_TASK REQUIREMENTS:_ Your task is to filter the entries and copy every line containing the string "Some".

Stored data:

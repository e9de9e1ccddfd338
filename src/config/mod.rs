//! Site configuration management for `leitura.toml`.
//!
//! # Module Structure
//!
//! ```text
//! config/
//! ├── section/       # [content], [reading], [locale]
//! ├── types/         # ConfigError, diagnostics, FieldPath
//! ├── util.rs        # config file lookup
//! └── mod.rs         # SiteConfig (this file)
//! ```
//!
//! The config file is optional: without one, every section uses its
//! defaults and the project root is the current directory.

pub mod section;
pub mod types;
mod util;

pub use section::{ContentConfig, ReadingConfig};
pub use types::{ConfigDiagnostics, ConfigError, FieldPath};

use crate::cli::Cli;
use crate::reading::ReadingTimeLabels;
use crate::utils::date::PostDate;
use crate::{debug, log};
use anyhow::{Context, Result};
use serde::{Deserialize, Serialize};
use std::{
    fs,
    path::{Path, PathBuf},
};
use util::locate_config;

/// Config file looked up when `--config` is not given.
pub const DEFAULT_CONFIG_NAME: &str = "leitura.toml";

// ============================================================================
// root configuration
// ============================================================================

/// Root configuration structure representing leitura.toml
#[derive(Debug, Clone, Default, Serialize, Deserialize)]
pub struct SiteConfig {
    /// Absolute path to the config file, if one was found (internal use only)
    #[serde(skip)]
    pub config_path: Option<PathBuf>,

    /// Project root directory (internal use only)
    #[serde(skip)]
    pub root: PathBuf,

    /// Post discovery settings
    #[serde(default)]
    pub content: ContentConfig,

    /// Estimator settings
    #[serde(default)]
    pub reading: ReadingConfig,

    /// Reading-time phrases
    #[serde(default)]
    pub locale: ReadingTimeLabels,
}

impl SiteConfig {
    /// Load configuration for the parsed CLI.
    ///
    /// Searches upward from cwd for the config file. CLI flags override
    /// file values.
    pub fn load(cli: &Cli) -> Result<Self> {
        let cwd = std::env::current_dir().context("Failed to get current working directory")?;

        let mut config = match locate_config(&cli.config, &cwd)? {
            Some(path) => {
                debug!("config"; "using {}", path.display());
                let mut config = Self::from_path(&path)?;
                config.root = path.parent().map(Path::to_path_buf).unwrap_or_default();
                config.config_path = Some(crate::utils::path::normalize_path(&path));
                config
            }
            None => {
                debug!("config"; "{} not found, using defaults", cli.config.display());
                Self {
                    root: cwd,
                    ..Self::default()
                }
            }
        };

        config.apply_cli(cli);
        config.normalize_paths();
        config.validate()?;

        Ok(config)
    }

    /// Load configuration from file path with unknown field detection.
    fn from_path(path: &Path) -> Result<Self> {
        let content =
            fs::read_to_string(path).map_err(|err| ConfigError::Io(path.to_path_buf(), err))?;

        let (config, ignored) = Self::parse_with_ignored(&content)?;
        if !ignored.is_empty() {
            Self::print_unknown_fields_warning(&ignored, path);
        }

        Ok(config)
    }

    /// Parse TOML content, collecting any unknown fields.
    fn parse_with_ignored(content: &str) -> Result<(Self, Vec<String>), ConfigError> {
        let mut ignored = Vec::new();
        let deserializer = toml::Deserializer::new(content);
        let config = serde_ignored::deserialize(deserializer, |path: serde_ignored::Path| {
            ignored.push(path.to_string());
        })?;
        Ok((config, ignored))
    }

    /// Print warning about unknown fields.
    fn print_unknown_fields_warning(fields: &[String], path: &Path) {
        let display_path = path
            .file_name()
            .map(|n| n.to_string_lossy())
            .unwrap_or_else(|| path.to_string_lossy());
        log!("warning"; "unknown fields in {}, ignoring:", display_path);
        for field in fields {
            eprintln!("- {}", field);
        }
    }

    /// Path relative to the project root, for display.
    pub fn root_relative(&self, path: impl AsRef<Path>) -> PathBuf {
        path.as_ref()
            .strip_prefix(&self.root)
            .map(Path::to_path_buf)
            .unwrap_or_else(|_| path.as_ref().to_path_buf())
    }

    /// Today's date in the configured UTC offset.
    pub fn today(&self) -> PostDate {
        PostDate::today(self.content.utc_offset)
    }

    // ========================================================================
    // cli configuration updates
    // ========================================================================

    fn apply_cli(&mut self, cli: &Cli) {
        crate::logger::set_verbose(cli.verbose);

        Self::update_option(&mut self.content.dir, cli.content.as_ref());

        if let Some(args) = cli.post_args() {
            Self::update_option(&mut self.reading.words_per_minute, args.wpm.as_ref());
            if args.drafts {
                self.content.include_unreleased = true;
            }
        }
    }

    /// Update config option if CLI value is provided.
    fn update_option<T: Clone>(config_option: &mut T, cli_option: Option<&T>) {
        if let Some(option) = cli_option {
            *config_option = option.clone();
        }
    }

    /// Make the content directory absolute (relative to root).
    fn normalize_paths(&mut self) {
        let root = crate::utils::path::normalize_path(&self.root);
        self.content.dir = crate::utils::path::normalize_path(&root.join(&self.content.dir));
        self.root = root;
    }

    // ========================================================================
    // validation
    // ========================================================================

    /// Validate every section, reporting all errors at once.
    pub fn validate(&self) -> Result<()> {
        let mut diag = ConfigDiagnostics::new();

        self.content.validate(&mut diag);
        self.reading.validate(&mut diag);
        section::validate_labels(&self.locale, &mut diag);

        diag.into_result()
            .map_err(|e| ConfigError::Diagnostics(e).into())
    }
}

// ============================================================================
// Test Helpers (available to all modules via `use crate::config::test_*`)
// ============================================================================

/// Parse config, panicking on unknown fields to catch typos in tests.
#[cfg(test)]
pub fn test_parse_config(content: &str) -> SiteConfig {
    let (parsed, ignored) = SiteConfig::parse_with_ignored(content).unwrap();
    assert!(
        ignored.is_empty(),
        "test config has unknown fields: {:?}",
        ignored
    );
    parsed
}

// ============================================================================
// tests
// ============================================================================

#[cfg(test)]
mod tests {
    use super::*;
    use clap::Parser;

    #[test]
    fn test_from_str_invalid_toml() {
        let result = SiteConfig::parse_with_ignored("[content\ndir = \"x\"");
        assert!(matches!(result, Err(ConfigError::Toml(_))));
    }

    #[test]
    fn test_site_config_default() {
        let config = SiteConfig::default();

        assert!(config.config_path.is_none());
        assert_eq!(config.reading.words_per_minute, 200);
        assert_eq!(config.locale, ReadingTimeLabels::default());
        assert!(config.validate().is_ok());
    }

    #[test]
    fn test_unknown_fields_detected() {
        let content = "[reading]\nwords_per_minute = 180\n[disqus]\nshortname = \"x\"";
        let (config, ignored) = SiteConfig::parse_with_ignored(content).unwrap();

        assert_eq!(config.reading.words_per_minute, 180);
        assert!(ignored.iter().any(|f| f.contains("disqus")));
    }

    #[test]
    fn test_validate_collects_all_errors() {
        let config = test_parse_config(
            "[reading]\nwords_per_minute = 0\n[locale]\nmany = \"minutos\"\n[content]\nextensions = []",
        );
        let err = config.validate().unwrap_err();
        let diag = match err.downcast_ref::<ConfigError>() {
            Some(ConfigError::Diagnostics(diag)) => diag,
            other => panic!("unexpected error: {other:?}"),
        };
        assert_eq!(diag.len(), 3);
    }

    #[test]
    fn test_cli_overrides() {
        let cli = Cli::try_parse_from(["leitura", "stats", "-d", "--wpm", "300", "-c", "posts"])
            .unwrap();
        let mut config = SiteConfig {
            root: PathBuf::from("/site"),
            ..SiteConfig::default()
        };
        config.apply_cli(&cli);

        assert_eq!(config.reading.words_per_minute, 300);
        assert!(config.content.include_unreleased);
        assert_eq!(config.content.dir, PathBuf::from("posts"));
    }

    #[test]
    fn test_normalize_content_dir() {
        let mut config = SiteConfig {
            root: PathBuf::from("/site-que-nao-existe"),
            ..SiteConfig::default()
        };
        config.normalize_paths();
        assert_eq!(
            config.content.dir,
            PathBuf::from("/site-que-nao-existe/content/blog")
        );
        assert_eq!(
            config.root_relative("/site-que-nao-existe/content/blog/a.md"),
            PathBuf::from("content/blog/a.md")
        );
    }
}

_EXPECTED OUTPUT:_
            Some(path) => {
                config.config_path = Some(crate::utils::path::normalize_path(&path));
        if let Some(args) = cli.post_args() {
        if let Some(option) = cli_option {
            Some(ConfigError::Diagnostics(diag)) => diag,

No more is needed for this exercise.